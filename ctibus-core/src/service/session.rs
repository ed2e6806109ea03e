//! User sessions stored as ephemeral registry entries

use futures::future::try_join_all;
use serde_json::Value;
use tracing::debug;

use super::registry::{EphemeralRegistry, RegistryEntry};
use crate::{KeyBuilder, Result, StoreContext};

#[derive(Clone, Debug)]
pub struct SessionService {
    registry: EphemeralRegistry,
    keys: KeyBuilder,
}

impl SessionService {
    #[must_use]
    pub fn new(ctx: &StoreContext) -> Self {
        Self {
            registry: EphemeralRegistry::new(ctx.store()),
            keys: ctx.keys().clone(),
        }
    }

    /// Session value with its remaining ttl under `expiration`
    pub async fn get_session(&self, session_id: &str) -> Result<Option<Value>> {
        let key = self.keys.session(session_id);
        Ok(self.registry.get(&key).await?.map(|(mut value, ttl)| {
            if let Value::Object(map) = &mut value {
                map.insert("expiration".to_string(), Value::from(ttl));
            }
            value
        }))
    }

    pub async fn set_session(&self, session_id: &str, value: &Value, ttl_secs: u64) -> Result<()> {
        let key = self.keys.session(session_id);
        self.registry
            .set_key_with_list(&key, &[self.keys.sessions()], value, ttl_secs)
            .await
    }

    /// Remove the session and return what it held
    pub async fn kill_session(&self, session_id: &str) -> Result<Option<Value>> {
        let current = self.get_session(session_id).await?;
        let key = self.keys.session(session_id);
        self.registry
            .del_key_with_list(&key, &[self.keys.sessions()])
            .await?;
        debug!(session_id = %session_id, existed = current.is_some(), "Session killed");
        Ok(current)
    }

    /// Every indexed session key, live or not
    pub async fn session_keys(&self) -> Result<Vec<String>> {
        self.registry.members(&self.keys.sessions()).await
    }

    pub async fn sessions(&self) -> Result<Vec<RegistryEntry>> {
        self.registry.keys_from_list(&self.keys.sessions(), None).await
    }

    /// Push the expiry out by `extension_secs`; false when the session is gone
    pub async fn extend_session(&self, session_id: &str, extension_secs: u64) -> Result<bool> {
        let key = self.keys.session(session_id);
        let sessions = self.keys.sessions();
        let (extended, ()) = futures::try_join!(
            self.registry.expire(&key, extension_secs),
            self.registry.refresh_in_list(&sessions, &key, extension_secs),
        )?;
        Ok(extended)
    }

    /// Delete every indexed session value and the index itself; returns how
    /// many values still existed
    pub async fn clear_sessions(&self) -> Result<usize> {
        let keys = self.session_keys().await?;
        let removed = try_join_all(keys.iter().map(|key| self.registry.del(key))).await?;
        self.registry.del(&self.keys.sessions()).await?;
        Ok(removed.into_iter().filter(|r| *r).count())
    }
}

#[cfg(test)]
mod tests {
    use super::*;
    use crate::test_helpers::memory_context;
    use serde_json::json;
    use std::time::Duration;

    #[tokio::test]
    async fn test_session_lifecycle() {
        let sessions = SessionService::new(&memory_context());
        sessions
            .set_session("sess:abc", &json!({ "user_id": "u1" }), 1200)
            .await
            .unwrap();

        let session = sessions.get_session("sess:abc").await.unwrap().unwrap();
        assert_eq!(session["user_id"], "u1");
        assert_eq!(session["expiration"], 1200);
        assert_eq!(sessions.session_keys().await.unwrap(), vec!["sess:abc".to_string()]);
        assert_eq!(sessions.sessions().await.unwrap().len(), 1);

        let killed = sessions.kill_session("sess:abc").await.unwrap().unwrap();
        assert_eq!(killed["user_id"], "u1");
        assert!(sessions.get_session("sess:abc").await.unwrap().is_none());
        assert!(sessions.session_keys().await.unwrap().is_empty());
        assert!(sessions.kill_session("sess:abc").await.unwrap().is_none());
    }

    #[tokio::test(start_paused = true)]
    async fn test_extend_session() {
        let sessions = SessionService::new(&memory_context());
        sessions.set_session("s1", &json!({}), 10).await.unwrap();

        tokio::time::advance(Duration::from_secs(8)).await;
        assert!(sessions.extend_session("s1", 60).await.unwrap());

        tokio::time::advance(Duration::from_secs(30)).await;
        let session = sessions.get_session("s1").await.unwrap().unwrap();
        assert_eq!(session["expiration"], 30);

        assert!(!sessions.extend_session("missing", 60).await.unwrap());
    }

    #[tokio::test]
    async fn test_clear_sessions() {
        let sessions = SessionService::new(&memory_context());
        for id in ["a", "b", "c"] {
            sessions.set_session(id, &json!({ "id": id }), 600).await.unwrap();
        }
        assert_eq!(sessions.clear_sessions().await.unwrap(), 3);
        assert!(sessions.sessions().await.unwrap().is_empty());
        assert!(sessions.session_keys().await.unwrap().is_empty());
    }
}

* * *

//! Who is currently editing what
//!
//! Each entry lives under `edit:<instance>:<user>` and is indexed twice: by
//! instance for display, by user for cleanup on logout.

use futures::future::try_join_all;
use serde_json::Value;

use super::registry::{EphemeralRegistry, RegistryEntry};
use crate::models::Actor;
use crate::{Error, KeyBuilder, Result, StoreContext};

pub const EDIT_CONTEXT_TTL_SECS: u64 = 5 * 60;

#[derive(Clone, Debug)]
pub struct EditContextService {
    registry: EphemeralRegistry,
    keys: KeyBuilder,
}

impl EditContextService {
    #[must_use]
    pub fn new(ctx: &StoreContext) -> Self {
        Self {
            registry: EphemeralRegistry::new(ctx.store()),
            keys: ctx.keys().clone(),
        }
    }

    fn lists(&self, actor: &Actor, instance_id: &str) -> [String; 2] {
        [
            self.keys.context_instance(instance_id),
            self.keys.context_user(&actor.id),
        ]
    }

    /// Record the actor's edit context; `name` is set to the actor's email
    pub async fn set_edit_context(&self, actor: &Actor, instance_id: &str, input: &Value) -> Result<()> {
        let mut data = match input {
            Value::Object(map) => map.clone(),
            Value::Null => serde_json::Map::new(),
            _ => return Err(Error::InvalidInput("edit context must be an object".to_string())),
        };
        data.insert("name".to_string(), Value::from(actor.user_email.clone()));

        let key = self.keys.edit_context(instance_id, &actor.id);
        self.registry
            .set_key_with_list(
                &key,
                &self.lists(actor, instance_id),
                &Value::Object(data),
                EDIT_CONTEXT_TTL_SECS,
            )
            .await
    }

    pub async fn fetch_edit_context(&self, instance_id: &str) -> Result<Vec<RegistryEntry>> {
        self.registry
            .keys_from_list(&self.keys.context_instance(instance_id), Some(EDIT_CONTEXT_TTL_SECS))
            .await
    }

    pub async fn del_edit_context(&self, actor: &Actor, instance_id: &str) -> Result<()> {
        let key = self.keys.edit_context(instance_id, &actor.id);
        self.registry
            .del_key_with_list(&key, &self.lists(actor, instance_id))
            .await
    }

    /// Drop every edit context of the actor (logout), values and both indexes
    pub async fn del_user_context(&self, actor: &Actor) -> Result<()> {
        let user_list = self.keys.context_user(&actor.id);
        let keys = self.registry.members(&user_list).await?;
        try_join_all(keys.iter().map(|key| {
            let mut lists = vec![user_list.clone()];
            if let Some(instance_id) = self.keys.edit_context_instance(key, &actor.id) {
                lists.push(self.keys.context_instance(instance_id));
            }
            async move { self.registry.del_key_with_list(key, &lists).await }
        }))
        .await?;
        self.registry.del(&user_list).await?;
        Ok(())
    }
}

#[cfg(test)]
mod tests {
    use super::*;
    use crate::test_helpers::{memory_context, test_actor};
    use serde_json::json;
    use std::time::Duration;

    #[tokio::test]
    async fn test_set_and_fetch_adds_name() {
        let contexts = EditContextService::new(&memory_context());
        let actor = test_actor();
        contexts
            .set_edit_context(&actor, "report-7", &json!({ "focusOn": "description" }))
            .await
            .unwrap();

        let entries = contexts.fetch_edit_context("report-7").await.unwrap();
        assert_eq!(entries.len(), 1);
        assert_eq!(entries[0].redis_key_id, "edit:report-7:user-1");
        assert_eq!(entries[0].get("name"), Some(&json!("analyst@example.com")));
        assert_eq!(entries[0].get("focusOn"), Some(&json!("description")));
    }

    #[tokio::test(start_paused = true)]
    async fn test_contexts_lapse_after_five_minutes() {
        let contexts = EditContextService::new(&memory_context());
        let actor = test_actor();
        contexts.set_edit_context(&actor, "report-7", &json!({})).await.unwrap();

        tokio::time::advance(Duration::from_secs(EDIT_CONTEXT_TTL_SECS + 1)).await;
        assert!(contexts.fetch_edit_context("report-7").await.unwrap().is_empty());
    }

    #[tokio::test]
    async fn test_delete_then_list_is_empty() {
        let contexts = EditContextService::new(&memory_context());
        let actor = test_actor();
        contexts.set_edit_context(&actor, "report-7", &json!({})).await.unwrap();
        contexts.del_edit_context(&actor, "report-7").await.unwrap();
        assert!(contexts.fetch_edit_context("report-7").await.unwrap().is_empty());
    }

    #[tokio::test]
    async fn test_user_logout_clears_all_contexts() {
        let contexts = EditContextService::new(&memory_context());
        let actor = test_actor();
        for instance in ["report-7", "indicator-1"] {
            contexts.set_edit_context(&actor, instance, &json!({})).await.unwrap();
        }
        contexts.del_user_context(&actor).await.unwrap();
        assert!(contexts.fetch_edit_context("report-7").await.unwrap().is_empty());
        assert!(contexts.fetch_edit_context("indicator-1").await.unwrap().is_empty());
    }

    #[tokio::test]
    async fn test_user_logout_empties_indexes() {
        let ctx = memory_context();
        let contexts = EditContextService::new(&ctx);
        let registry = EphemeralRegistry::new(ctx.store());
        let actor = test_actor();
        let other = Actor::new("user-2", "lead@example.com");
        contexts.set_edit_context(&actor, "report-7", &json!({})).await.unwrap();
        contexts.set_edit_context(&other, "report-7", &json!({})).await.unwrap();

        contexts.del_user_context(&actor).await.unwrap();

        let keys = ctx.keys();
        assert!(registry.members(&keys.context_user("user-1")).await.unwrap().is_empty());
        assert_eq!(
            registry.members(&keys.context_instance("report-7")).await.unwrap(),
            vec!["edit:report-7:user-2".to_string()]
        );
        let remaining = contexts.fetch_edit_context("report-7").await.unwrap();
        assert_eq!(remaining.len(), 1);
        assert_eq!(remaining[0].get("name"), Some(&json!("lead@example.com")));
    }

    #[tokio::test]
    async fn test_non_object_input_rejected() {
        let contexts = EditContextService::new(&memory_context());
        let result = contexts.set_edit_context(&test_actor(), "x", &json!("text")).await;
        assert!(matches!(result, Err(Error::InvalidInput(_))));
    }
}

--

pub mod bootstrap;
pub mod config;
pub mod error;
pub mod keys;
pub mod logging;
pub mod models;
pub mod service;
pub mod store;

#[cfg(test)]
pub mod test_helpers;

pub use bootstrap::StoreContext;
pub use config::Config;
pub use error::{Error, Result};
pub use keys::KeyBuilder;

• [Description of the task]:
The answer should be one number: how many lines in the data contain the word "entries".

• [Task result]:
6